The ventral scales of sidewinding snakes are short and have small, microscopic holes in them to reduce friction, as opposed to the more spike-shaped ones of other snakes. These are more prominent in the African horned viper and sand vipers than the American sidewinder, theorised to do with the formers' environments being older by millions of years.

In the resultant movement, the snake's body is always in static (as opposed to sliding) contact when touching the ground. The head seems to be "thrown" forward, and the body follows, being lifted from the prior position and moved forward to lie on the ground ahead of where it was originally. Meanwhile, the head is being thrown forward again. In this way, the snake slowly progresses at an angle, leaving a series of mostly straight, J-shaped tracks. Because the snake's body is in static contact with the ground, without slip, imprints of the belly scales can be seen in the tracks, and each track is almost exactly as long as the snake.

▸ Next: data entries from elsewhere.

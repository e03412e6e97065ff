//! Transaction Dispatcher
//!
//! Turns a transfer request into a submitted transaction using whichever
//! submission style the client offers. The style is negotiated once, when
//! the client is first built, and then reused for every send.

use serde::{Deserialize, Serialize};

use crate::api::client::{ClientCapabilities, ExecuteOptions, ExecutionResponse, RequestType, SuiClientApi};
use crate::error::{WalletError, WalletResult};
use crate::log_debug;
use crate::tx::builder::{PureValue, Transaction, TransactionBlock};
use crate::types::{FeeLevel, TransactionResult, TransferRequest};
use crate::wallet::{is_valid_address, to_base_units, SuiAddress, SuiKeypair};

const MODULE: &str = "dispatcher";

/// Placeholder hash when the response carries no identifier
pub const UNKNOWN_HASH: &str = "unknown";

/// Submission style selected for a client
#[derive(Debug, Clone, Copy, PartialEq, Eq, Serialize, Deserialize)]
#[serde(rename_all = "snake_case", tag = "kind")]
pub enum TransactionApi {
    ConvenienceSend,
    ModernBuilder,
    LegacyBuilder { typed_pure: bool },
    Unsupported,
}

impl TransactionApi {
    /// Priority: convenience send, then the current builder, then the legacy one
    pub fn negotiate(capabilities: &ClientCapabilities) -> Self {
        if capabilities.convenience_send {
            TransactionApi::ConvenienceSend
        } else if capabilities.modern_builder {
            TransactionApi::ModernBuilder
        } else if capabilities.legacy_builder {
            TransactionApi::LegacyBuilder {
                typed_pure: capabilities.typed_pure,
            }
        } else {
            TransactionApi::Unsupported
        }
    }

    pub fn name(&self) -> &'static str {
        match self {
            TransactionApi::ConvenienceSend => "convenience_send",
            TransactionApi::ModernBuilder => "modern_builder",
            TransactionApi::LegacyBuilder { .. } => "legacy_builder",
            TransactionApi::Unsupported => "unsupported",
        }
    }
}

/// First identifier present in the response, else [`UNKNOWN_HASH`]
pub fn result_hash(response: &ExecutionResponse) -> String {
    response
        .digest
        .as_deref()
        .or(response.effects_digest.as_deref())
        .or(response.hash.as_deref())
        .unwrap_or(UNKNOWN_HASH)
        .to_string()
}

#[derive(Debug, Clone, Copy)]
pub struct Dispatcher {
    api: TransactionApi,
}

impl Dispatcher {
    pub fn new(api: TransactionApi) -> Self {
        Self { api }
    }

    pub fn for_client(client: &dyn SuiClientApi) -> Self {
        Self::new(TransactionApi::negotiate(&client.capabilities()))
    }

    pub fn api(&self) -> TransactionApi {
        self.api
    }

    /// Validate, convert and submit a transfer
    ///
    /// Recipient and amount are checked before anything reaches the client.
    pub async fn send(
        &self,
        client: &dyn SuiClientApi,
        keypair: &SuiKeypair,
        request: &TransferRequest,
    ) -> WalletResult<TransactionResult> {
        if !is_valid_address(&request.recipient) {
            return Err(WalletError::invalid_recipient(format!(
                "Invalid recipient address: {}",
                request.recipient
            )));
        }
        let recipient = SuiAddress::parse(&request.recipient)?;
        let amount_mist = to_base_units(&request.amount)?;

        log_debug!(
            MODULE,
            "Dispatching transfer",
            api = self.api.name(),
            sender = keypair.address(),
            recipient = recipient,
            amount_mist = amount_mist,
        );

        let response = match self.api {
            TransactionApi::ConvenienceSend => client.send_sui(keypair, &recipient, &request.amount).await?,
            TransactionApi::ModernBuilder => {
                let tx = build_transfer(recipient, amount_mist, request.fee_level);
                client
                    .sign_and_execute_transaction(
                        keypair,
                        &tx,
                        ExecuteOptions::default(),
                        RequestType::WaitForLocalExecution,
                    )
                    .await?
            }
            TransactionApi::LegacyBuilder { typed_pure } => {
                let block = build_legacy_transfer(recipient, amount_mist, typed_pure);
                client
                    .sign_and_execute_transaction_block(
                        keypair,
                        &block,
                        ExecuteOptions::default(),
                        RequestType::WaitForLocalExecution,
                    )
                    .await?
            }
            TransactionApi::Unsupported => {
                return Err(WalletError::no_compatible_transaction_api(
                    "No compatible transaction API found on the Sui client",
                ));
            }
        };

        let hash = result_hash(&response);
        log_debug!(MODULE, "Transfer submitted", digest = hash);
        Ok(TransactionResult::from_hash(hash))
    }
}

/// Split the amount off the gas coin and transfer it
pub fn build_transfer(recipient: SuiAddress, amount_mist: u64, fee_level: FeeLevel) -> Transaction {
    let mut tx = Transaction::new();
    tx.set_gas_budget(fee_level.gas_budget());
    let amount = tx.pure_u64(amount_mist);
    let coins = tx.split_coins(tx.gas(), vec![amount]);
    let to = tx.pure_address(recipient);
    tx.transfer_objects(coins, to);
    tx
}

/// Legacy equivalent of [`build_transfer`]; no budget is set
pub fn build_legacy_transfer(recipient: SuiAddress, amount_mist: u64, typed_pure: bool) -> TransactionBlock {
    let mut block = TransactionBlock::new();
    let amount = if typed_pure {
        block.pure_u64(amount_mist)
    } else {
        block.pure(PureValue::U64(amount_mist))
    };
    let coins = block.split_coins(block.gas(), vec![amount]);
    let to = if typed_pure {
        block.pure_address(recipient)
    } else {
        block.pure(PureValue::Address(recipient))
    };
    block.transfer_objects(coins, to);
    block
}

#[cfg(test)]
mod tests {
    use super::*;
    use crate::tx::builder::{Argument, Command, PureEncoding};
    use serde_json::Value;

    fn caps(convenience: bool, modern: bool, legacy: bool) -> ClientCapabilities {
        ClientCapabilities {
            convenience_send: convenience,
            modern_builder: modern,
            legacy_builder: legacy,
            typed_pure: false,
        }
    }

    #[test]
    fn test_negotiation_priority() {
        assert_eq!(TransactionApi::negotiate(&caps(true, true, true)), TransactionApi::ConvenienceSend);
        assert_eq!(TransactionApi::negotiate(&caps(false, true, true)), TransactionApi::ModernBuilder);
        assert_eq!(
            TransactionApi::negotiate(&caps(false, false, true)),
            TransactionApi::LegacyBuilder { typed_pure: false }
        );
        assert_eq!(TransactionApi::negotiate(&caps(false, false, false)), TransactionApi::Unsupported);
    }

    #[test]
    fn test_result_hash_precedence() {
        let mut resp = ExecutionResponse {
            digest: Some("d".into()),
            effects_digest: Some("e".into()),
            hash: Some("h".into()),
            raw: Value::Null,
        };
        assert_eq!(result_hash(&resp), "d");
        resp.digest = None;
        assert_eq!(result_hash(&resp), "e");
        resp.effects_digest = None;
        assert_eq!(result_hash(&resp), "h");
        resp.hash = None;
        assert_eq!(result_hash(&resp), UNKNOWN_HASH);
    }

    #[test]
    fn test_transfer_budget_follows_fee_level() {
        let to = SuiAddress::new([1u8; 32]);
        assert_eq!(build_transfer(to, 1, FeeLevel::Low).gas_budget(), Some(400_000));
        assert_eq!(build_transfer(to, 1, FeeLevel::High).gas_budget(), Some(2_000_000));
    }

    #[test]
    fn test_legacy_transfer_encoding_choice() {
        let to = SuiAddress::new([1u8; 32]);
        let typed = build_legacy_transfer(to, 5, true);
        let untyped = build_legacy_transfer(to, 5, false);

        assert!(typed.pure_encodings().iter().all(|e| *e == PureEncoding::Typed));
        assert!(untyped.pure_encodings().iter().all(|e| *e == PureEncoding::Untyped));
        assert_eq!(
            typed.programmable().commands[0],
            Command::SplitCoins(Argument::GasCoin, vec![Argument::Input(0)])
        );
        assert_eq!(typed.programmable(), untyped.programmable());
    }
}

Sidewinder rattlesnakes can use sidewinding to ascend sandy slopes by increasing the portion of the body in contact with the sand to match the reduced yielding force of the inclined sand, allowing them to ascend up to the maximum possible sand slope without slip. Implementing this control scheme in a snakebot capable of sidewinding allowed the robot to replicate the success of the snakes.

A crude animated line-drawing showing the locomotor pattern of sidewinding. The light brown areas are the tracks left behind, and also indicate where the body of the snake touched the ground.

One can determine the line of movement of the snake by drawing a line connecting either the right or left tips of the tracks.